(Collected data)

'''

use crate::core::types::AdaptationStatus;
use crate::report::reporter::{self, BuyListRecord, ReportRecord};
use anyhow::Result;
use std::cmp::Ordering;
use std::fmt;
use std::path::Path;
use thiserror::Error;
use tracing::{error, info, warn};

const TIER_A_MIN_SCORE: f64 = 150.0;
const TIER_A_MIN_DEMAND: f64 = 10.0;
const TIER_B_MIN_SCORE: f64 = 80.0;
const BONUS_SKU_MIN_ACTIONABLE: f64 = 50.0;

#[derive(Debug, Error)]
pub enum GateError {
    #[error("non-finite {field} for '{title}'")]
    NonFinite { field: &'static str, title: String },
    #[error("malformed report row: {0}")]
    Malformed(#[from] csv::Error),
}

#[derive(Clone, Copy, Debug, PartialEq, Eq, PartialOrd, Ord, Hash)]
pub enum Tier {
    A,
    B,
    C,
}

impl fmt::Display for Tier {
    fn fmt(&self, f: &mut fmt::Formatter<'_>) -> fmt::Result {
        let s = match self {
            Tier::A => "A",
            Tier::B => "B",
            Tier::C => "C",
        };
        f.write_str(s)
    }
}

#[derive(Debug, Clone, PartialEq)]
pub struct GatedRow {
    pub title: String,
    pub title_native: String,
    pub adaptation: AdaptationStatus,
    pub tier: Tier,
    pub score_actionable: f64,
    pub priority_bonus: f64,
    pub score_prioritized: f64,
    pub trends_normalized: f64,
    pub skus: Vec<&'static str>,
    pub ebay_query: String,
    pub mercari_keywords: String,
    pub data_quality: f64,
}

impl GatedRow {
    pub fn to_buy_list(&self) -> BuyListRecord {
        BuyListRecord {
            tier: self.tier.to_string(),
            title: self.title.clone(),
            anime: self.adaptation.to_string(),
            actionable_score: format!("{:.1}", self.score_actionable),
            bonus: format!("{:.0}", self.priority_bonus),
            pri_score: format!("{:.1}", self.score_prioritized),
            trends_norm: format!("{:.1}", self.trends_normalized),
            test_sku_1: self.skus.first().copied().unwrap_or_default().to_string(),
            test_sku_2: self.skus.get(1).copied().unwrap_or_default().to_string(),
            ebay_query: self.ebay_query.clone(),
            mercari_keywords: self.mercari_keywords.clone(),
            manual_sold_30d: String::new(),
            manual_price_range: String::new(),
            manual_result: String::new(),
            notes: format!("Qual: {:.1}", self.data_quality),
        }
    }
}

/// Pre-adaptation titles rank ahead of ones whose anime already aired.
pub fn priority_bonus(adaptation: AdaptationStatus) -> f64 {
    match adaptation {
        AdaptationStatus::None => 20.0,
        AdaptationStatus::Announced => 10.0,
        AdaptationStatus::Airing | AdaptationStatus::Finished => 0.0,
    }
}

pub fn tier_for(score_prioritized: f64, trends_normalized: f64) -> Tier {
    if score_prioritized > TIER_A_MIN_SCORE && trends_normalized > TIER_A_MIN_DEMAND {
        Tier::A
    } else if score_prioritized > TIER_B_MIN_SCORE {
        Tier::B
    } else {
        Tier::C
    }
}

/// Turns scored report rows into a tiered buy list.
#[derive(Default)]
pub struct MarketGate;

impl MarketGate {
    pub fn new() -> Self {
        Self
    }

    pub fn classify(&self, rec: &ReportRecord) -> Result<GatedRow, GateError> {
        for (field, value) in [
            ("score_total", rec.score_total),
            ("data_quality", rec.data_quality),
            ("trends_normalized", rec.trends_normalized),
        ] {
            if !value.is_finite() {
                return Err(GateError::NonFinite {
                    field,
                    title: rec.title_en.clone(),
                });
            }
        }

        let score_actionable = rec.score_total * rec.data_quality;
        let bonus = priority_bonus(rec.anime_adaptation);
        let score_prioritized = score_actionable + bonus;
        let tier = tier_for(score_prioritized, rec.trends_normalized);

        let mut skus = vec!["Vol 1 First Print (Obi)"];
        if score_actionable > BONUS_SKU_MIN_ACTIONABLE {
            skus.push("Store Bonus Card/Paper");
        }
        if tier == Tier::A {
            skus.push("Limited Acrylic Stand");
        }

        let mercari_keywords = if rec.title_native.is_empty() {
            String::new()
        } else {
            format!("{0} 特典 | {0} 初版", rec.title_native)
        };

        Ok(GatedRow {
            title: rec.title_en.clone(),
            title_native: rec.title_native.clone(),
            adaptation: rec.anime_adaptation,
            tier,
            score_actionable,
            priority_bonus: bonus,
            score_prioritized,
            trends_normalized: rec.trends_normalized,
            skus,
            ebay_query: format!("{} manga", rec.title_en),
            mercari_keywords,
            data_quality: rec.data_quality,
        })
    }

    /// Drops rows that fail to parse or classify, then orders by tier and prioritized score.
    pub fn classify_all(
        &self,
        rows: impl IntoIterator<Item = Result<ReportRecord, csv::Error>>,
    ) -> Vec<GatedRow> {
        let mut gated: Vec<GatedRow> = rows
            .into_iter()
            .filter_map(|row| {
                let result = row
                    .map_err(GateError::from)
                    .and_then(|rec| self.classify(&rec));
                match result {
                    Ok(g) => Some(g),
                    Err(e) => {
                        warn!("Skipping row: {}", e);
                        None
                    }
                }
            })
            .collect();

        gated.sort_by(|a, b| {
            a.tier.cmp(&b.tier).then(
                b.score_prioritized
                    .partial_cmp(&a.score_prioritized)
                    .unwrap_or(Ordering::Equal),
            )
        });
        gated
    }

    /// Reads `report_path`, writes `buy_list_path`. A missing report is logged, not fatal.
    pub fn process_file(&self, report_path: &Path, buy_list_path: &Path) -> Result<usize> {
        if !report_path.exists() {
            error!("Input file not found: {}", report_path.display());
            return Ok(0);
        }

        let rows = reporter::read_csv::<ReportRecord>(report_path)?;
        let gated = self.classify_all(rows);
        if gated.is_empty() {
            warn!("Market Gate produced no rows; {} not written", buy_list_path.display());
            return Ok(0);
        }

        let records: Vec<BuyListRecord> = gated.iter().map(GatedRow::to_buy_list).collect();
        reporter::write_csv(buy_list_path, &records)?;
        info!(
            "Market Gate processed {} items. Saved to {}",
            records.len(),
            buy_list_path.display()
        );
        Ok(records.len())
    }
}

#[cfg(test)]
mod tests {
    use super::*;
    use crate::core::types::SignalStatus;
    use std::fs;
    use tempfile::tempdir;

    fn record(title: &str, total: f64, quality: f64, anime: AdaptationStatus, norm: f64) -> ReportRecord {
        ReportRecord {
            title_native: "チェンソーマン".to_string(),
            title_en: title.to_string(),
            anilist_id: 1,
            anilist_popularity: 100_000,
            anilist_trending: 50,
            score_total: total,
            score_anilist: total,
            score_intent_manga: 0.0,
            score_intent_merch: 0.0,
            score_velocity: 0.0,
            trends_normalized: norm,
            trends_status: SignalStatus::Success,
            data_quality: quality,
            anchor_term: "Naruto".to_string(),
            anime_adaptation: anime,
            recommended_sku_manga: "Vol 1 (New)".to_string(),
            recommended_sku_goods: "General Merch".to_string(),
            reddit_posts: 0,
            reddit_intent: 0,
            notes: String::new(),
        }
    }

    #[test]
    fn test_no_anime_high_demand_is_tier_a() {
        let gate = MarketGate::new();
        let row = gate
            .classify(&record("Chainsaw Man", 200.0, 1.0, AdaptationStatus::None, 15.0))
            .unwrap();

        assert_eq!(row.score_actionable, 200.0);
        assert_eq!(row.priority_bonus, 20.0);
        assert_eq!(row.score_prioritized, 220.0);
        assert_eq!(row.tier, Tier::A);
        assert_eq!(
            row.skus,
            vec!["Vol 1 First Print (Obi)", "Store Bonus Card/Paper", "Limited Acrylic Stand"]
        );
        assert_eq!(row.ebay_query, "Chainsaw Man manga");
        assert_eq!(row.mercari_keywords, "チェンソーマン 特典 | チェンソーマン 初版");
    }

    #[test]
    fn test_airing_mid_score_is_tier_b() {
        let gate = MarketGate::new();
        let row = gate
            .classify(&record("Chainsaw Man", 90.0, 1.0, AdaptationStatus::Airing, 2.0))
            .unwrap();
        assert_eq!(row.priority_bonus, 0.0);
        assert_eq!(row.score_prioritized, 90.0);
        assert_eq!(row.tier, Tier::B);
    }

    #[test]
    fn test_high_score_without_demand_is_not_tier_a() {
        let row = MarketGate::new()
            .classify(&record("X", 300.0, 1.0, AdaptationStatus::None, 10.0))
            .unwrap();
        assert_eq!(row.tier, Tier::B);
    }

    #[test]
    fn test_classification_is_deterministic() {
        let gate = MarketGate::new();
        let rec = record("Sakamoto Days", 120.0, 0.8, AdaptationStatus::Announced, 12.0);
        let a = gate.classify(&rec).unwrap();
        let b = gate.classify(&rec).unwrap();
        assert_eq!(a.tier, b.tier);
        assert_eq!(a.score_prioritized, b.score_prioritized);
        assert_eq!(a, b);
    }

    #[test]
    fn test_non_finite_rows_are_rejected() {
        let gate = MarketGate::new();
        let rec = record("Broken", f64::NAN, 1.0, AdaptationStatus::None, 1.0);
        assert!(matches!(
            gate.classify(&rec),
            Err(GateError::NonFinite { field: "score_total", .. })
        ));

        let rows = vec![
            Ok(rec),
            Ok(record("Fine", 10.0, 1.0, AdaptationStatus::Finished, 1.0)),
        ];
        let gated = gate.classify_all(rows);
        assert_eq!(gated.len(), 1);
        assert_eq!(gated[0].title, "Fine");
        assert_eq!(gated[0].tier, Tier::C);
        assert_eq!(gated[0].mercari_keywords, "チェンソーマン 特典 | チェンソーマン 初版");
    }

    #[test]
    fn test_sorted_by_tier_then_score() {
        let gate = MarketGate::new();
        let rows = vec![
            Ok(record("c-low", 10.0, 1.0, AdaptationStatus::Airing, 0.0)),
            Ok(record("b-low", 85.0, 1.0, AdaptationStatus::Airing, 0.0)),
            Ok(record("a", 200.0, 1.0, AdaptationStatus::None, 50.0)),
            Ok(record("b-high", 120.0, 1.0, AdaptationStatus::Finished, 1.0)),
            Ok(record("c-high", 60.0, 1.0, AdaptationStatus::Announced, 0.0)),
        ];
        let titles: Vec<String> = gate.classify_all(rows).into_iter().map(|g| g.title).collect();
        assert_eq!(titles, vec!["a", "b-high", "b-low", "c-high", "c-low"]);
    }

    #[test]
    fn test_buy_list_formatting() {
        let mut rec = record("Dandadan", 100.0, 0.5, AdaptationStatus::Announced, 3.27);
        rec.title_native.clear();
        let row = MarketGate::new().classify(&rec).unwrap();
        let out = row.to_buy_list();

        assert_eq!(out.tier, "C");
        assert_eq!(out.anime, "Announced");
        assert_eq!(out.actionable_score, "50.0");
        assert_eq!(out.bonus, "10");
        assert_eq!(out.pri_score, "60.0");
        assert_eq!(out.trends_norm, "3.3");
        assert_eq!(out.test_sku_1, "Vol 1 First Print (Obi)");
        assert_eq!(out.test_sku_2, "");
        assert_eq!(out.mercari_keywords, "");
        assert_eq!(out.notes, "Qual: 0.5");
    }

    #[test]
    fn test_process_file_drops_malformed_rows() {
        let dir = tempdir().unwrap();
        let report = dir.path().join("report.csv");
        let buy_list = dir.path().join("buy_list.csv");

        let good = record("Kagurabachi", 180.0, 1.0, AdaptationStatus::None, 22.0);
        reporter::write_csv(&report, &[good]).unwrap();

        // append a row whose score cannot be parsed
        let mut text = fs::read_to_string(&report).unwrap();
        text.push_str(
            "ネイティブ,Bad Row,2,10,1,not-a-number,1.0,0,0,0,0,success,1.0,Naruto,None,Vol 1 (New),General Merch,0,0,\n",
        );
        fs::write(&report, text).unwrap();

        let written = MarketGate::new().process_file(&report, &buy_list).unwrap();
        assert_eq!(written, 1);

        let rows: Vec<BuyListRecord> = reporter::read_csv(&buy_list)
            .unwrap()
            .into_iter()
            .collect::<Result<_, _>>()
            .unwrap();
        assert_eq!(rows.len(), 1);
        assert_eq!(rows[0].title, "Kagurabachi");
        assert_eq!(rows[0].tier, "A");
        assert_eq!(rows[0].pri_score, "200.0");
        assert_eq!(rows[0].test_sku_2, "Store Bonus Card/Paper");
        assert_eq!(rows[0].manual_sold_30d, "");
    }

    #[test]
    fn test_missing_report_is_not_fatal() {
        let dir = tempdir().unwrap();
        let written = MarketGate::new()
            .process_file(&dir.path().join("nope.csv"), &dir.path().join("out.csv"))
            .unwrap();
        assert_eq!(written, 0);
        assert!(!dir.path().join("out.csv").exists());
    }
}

'''

**What this task involves**
Check the entries above for the word "join" and copy every line where it turns up.

**Answer space**
        let report = dir.path().join("report.csv");
        let buy_list = dir.path().join("buy_list.csv");
            .process_file(&dir.path().join("nope.csv"), &dir.path().join("out.csv"))
        assert!(!dir.path().join("out.csv").exists());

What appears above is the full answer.